All of the palm-sized volumes in Dörfelt's I Follow series show the same simple story: A cute little anthropomorphized blob runs through a sparse black-and-white landscape, hurtling over shapes as it chases an elusive balloon. But each contains its own unique variation on the theme, dictated entirely by a computer.
Dörfelt, currently seeking a masters in Design Media Arts at UCLA, calls computational art his creative medium of choice. In the case of I Follow, that meant writing bits of javascript to dictate each visual element of the scene--from the shape of the blob's body and the motion of its legs down to the landscape beneath it. A second program guides how those "procedural presets" are assembled, churning out perfectly idiosyncratic little tomes. All that's left for Dörfelt to do is to put the pages once they're printed. "The books are entirely generated from code," he insists. "Nothing is actually drawn by hand."

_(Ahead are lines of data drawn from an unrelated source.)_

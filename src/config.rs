// file: src/config.rs
// description: application configuration management with toml support
// reference: https://docs.rs/config

use crate::error::{PipelineError, Result};
use crate::utils::Validator;
use dotenvy::dotenv;
use serde::{Deserialize, Serialize};
use std::path::Path;
use tracing::warn;

pub const DEFAULT_CONFIG_PATH: &str = "config/default.toml";
const ENV_PREFIX: &str = "SEARCH_RAG";

#[derive(Debug, Clone, Deserialize, Serialize)]
pub struct Config {
    pub search: SearchConfig,
    pub openai: OpenAiConfig,
    #[serde(default)]
    pub retrieval: RetrievalConfig,
}

#[derive(Debug, Clone, Deserialize, Serialize)]
pub struct SearchConfig {
    pub endpoint: String,
    pub key: String,
    #[serde(default = "default_search_api_version")]
    pub api_version: String,
    pub index_name: String,
    pub semantic_configuration: String,
    #[serde(default = "default_top")]
    pub top: usize,
}

#[derive(Debug, Clone, Deserialize, Serialize)]
pub struct OpenAiConfig {
    pub endpoint: String,
    pub key: String,
    #[serde(default = "default_openai_api_version")]
    pub api_version: String,
    #[serde(default = "default_embedding_deployment")]
    pub embedding_deployment: String,
    #[serde(default = "default_embedding_model")]
    pub embedding_model: String,
    #[serde(default = "default_chat_deployment")]
    pub chat_deployment: String,
    #[serde(default)]
    pub temperature: f32,
    #[serde(default = "default_max_tokens")]
    pub max_tokens: u32,
}

/// Knobs for the filter and retrieval stages.
#[derive(Debug, Clone, Deserialize, Serialize)]
pub struct RetrievalConfig {
    /// Reranker scores must be strictly above this to survive filtering.
    #[serde(default = "default_relevance_threshold")]
    pub relevance_threshold: f64,
    /// Cap on pages and captions kept per document.
    #[serde(default = "default_max_segments")]
    pub max_segments: usize,
    #[serde(default = "default_top_k")]
    pub top_k: usize,
    #[serde(default)]
    pub distance: DistanceMetric,
}

#[derive(Debug, Clone, Copy, Default, PartialEq, Eq, Deserialize, Serialize)]
#[serde(rename_all = "lowercase")]
pub enum DistanceMetric {
    #[default]
    Euclidean,
    Cosine,
}

impl Default for RetrievalConfig {
    fn default() -> Self {
        Self {
            relevance_threshold: default_relevance_threshold(),
            max_segments: default_max_segments(),
            top_k: default_top_k(),
            distance: DistanceMetric::default(),
        }
    }
}

fn default_search_api_version() -> String {
    "2023-10-01-Preview".to_string()
}

fn default_top() -> usize {
    10
}

fn default_openai_api_version() -> String {
    "2024-02-01".to_string()
}

fn default_embedding_deployment() -> String {
    "ada002-ddai2".to_string()
}

fn default_embedding_model() -> String {
    "text-embedding-ada-002".to_string()
}

fn default_chat_deployment() -> String {
    "gpt35t-ddai2".to_string()
}

fn default_max_tokens() -> u32 {
    500
}

fn default_relevance_threshold() -> f64 {
    0.8
}

fn default_max_segments() -> usize {
    10
}

fn default_top_k() -> usize {
    4
}

impl Config {
    pub fn load(path: Option<&Path>) -> Result<Self> {
        dotenv().ok();

        let mut builder = config::Config::builder();

        if let Some(path) = path {
            builder = builder.add_source(config::File::from(path));
        } else {
            builder = builder
                .add_source(config::File::from(Path::new(DEFAULT_CONFIG_PATH)).required(false));
        }

        builder = builder.add_source(
            config::Environment::with_prefix(ENV_PREFIX)
                .separator("__")
                .try_parsing(true),
        );

        let settings = builder
            .build()
            .map_err(|e| PipelineError::Config(e.to_string()))?;

        let config: Config = settings
            .try_deserialize()
            .map_err(|e| PipelineError::Config(e.to_string()))?;

        config.validate()?;
        Ok(config)
    }

    /// Load `path` when it exists. Otherwise fall back to the default file and
    /// environment, then to the built-in placeholders.
    pub fn load_or_default(path: &Path) -> Result<Self> {
        if path.exists() {
            return Self::load(Some(path));
        }

        warn!(
            "Config file {} not found, using default configuration",
            path.display()
        );
        Ok(Self::load(None).unwrap_or_else(|e| {
            warn!("Falling back to built-in defaults: {}", e);
            Self::default_config()
        }))
    }

    pub fn default_config() -> Self {
        Self {
            search: SearchConfig {
                endpoint: "https://insert-search-service-name.search.windows.net/".to_string(),
                key: "insert-search-service-key".to_string(),
                api_version: default_search_api_version(),
                index_name: "insert-search-service-index-name".to_string(),
                semantic_configuration: "insert-semantic-configuration-name".to_string(),
                top: default_top(),
            },
            openai: OpenAiConfig {
                endpoint: "https://insert-openai-name.openai.azure.com/".to_string(),
                key: "insert-openai-key".to_string(),
                api_version: default_openai_api_version(),
                embedding_deployment: default_embedding_deployment(),
                embedding_model: default_embedding_model(),
                chat_deployment: default_chat_deployment(),
                temperature: 0.0,
                max_tokens: default_max_tokens(),
            },
            retrieval: RetrievalConfig::default(),
        }
    }

    pub fn validate(&self) -> Result<()> {
        Validator::validate_url(&self.search.endpoint)
            .map_err(|e| PipelineError::Config(format!("search.endpoint: {}", e)))?;
        Validator::validate_url(&self.openai.endpoint)
            .map_err(|e| PipelineError::Config(format!("openai.endpoint: {}", e)))?;

        if !(0.0..=4.0).contains(&self.retrieval.relevance_threshold) {
            return Err(PipelineError::Config(format!(
                "relevance_threshold must be within 0.0..=4.0, got {}",
                self.retrieval.relevance_threshold
            )));
        }

        if self.retrieval.max_segments == 0 {
            return Err(PipelineError::Config(
                "max_segments must be greater than 0".to_string(),
            ));
        }

        if self.retrieval.top_k == 0 {
            return Err(PipelineError::Config(
                "top_k must be greater than 0".to_string(),
            ));
        }

        if self.search.top == 0 {
            return Err(PipelineError::Config(
                "search.top must be greater than 0".to_string(),
            ));
        }

        Ok(())
    }
}

#[cfg(test)]
mod tests {
    use super::*;
    use std::io::Write;
    use tempfile::NamedTempFile;

    #[test]
    fn test_default_config_is_valid() {
        let config = Config::default_config();
        assert!(config.validate().is_ok());
        assert_eq!(config.retrieval.relevance_threshold, 0.8);
        assert_eq!(config.retrieval.max_segments, 10);
        assert_eq!(config.openai.max_tokens, 500);
        assert_eq!(config.openai.temperature, 0.0);
    }

    #[test]
    fn test_validate_rejects_out_of_range_threshold() {
        let mut config = Config::default_config();
        config.retrieval.relevance_threshold = 4.5;
        assert!(config.validate().is_err());
    }

    #[test]
    fn test_validate_rejects_zero_top_k() {
        let mut config = Config::default_config();
        config.retrieval.top_k = 0;
        assert!(config.validate().is_err());
    }

    #[test]
    fn test_validate_rejects_bad_endpoint() {
        let mut config = Config::default_config();
        config.search.endpoint = "search.windows.net".to_string();
        assert!(config.validate().is_err());
    }

    #[test]
    fn test_load_or_default_missing_file() {
        let dir = tempfile::tempdir().unwrap();
        let missing = dir.path().join("absent.toml");

        let config = Config::load_or_default(&missing).unwrap();
        assert!(config.validate().is_ok());
        assert_eq!(config.retrieval.max_segments, 10);
    }

    #[test]
    fn test_load_or_default_reads_existing_file() {
        let mut file = NamedTempFile::with_suffix(".toml").unwrap();
        writeln!(
            file,
            r#"
[search]
endpoint = "https://custom.search.windows.net/"
key = "search-key"
index_name = "contracts"
semantic_configuration = "default"

[openai]
endpoint = "https://custom.openai.azure.com/"
key = "openai-key"
"#
        )
        .unwrap();

        let config = Config::load_or_default(file.path()).unwrap();
        assert_eq!(config.search.index_name, "contracts");
    }

    #[test]
    fn test_load_or_default_rejects_invalid_file() {
        let mut file = NamedTempFile::with_suffix(".toml").unwrap();
        writeln!(file, "[search]\nendpoint = \"not a url\"").unwrap();

        assert!(Config::load_or_default(file.path()).is_err());
    }

    #[test]
    fn test_load_from_toml_applies_defaults() {
        let mut file = NamedTempFile::with_suffix(".toml").unwrap();
        writeln!(
            file,
            r#"
[search]
endpoint = "https://example.search.windows.net/"
key = "search-key"
index_name = "docs"
semantic_configuration = "default"

[openai]
endpoint = "https://example.openai.azure.com/"
key = "openai-key"

[retrieval]
distance = "cosine"
"#
        )
        .unwrap();

        let config = Config::load(Some(file.path())).unwrap();
        assert_eq!(config.search.api_version, "2023-10-01-Preview");
        assert_eq!(config.search.top, 10);
        assert_eq!(config.openai.chat_deployment, "gpt35t-ddai2");
        assert_eq!(config.retrieval.top_k, 4);
        assert_eq!(config.retrieval.distance, DistanceMetric::Cosine);
    }
}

Dörfelt thought the flip books would be a nice thing to send to friends to stay in touch, and he felt the balloon pursuit was an appropriate story for the occasion. "The idea about generating a chase scene was something that I really liked, since I feel keeping in touch with people means effort, that at times can feel like a chase," he explains.
But the project was also was a chance for Dörfelt to show how computer-generated work does not necessarily mean work devoid of humanity. "Weirdness and individual style is something that got lost or at least neglected in digital art and computational art especially," he says. "I love programming as my medium and I am trying to prove with my recent experiments that there is room for weirdness, individuality and a recognizable artistic style in this field."
"The computer doesn't care about what you do with it," he continues. "There is no such thing as 'the digital aesthetic' that is naturally dictated by the machine... The questions and tensions that arise about what we expect a computer to output and generate is something that I am interested in, and something I want to explore further in the future."
The marriage of his own unique style and the computer's unyielding work ethic proved to be a fruitful one. "Making the flip book procedural was the only way for me to realize the project with the idea I had in mind, to make a unique book for every person," he explains. "Now that the software is finished, I can generate new books in a matter of minutes." Just maybe don't tell his friends that.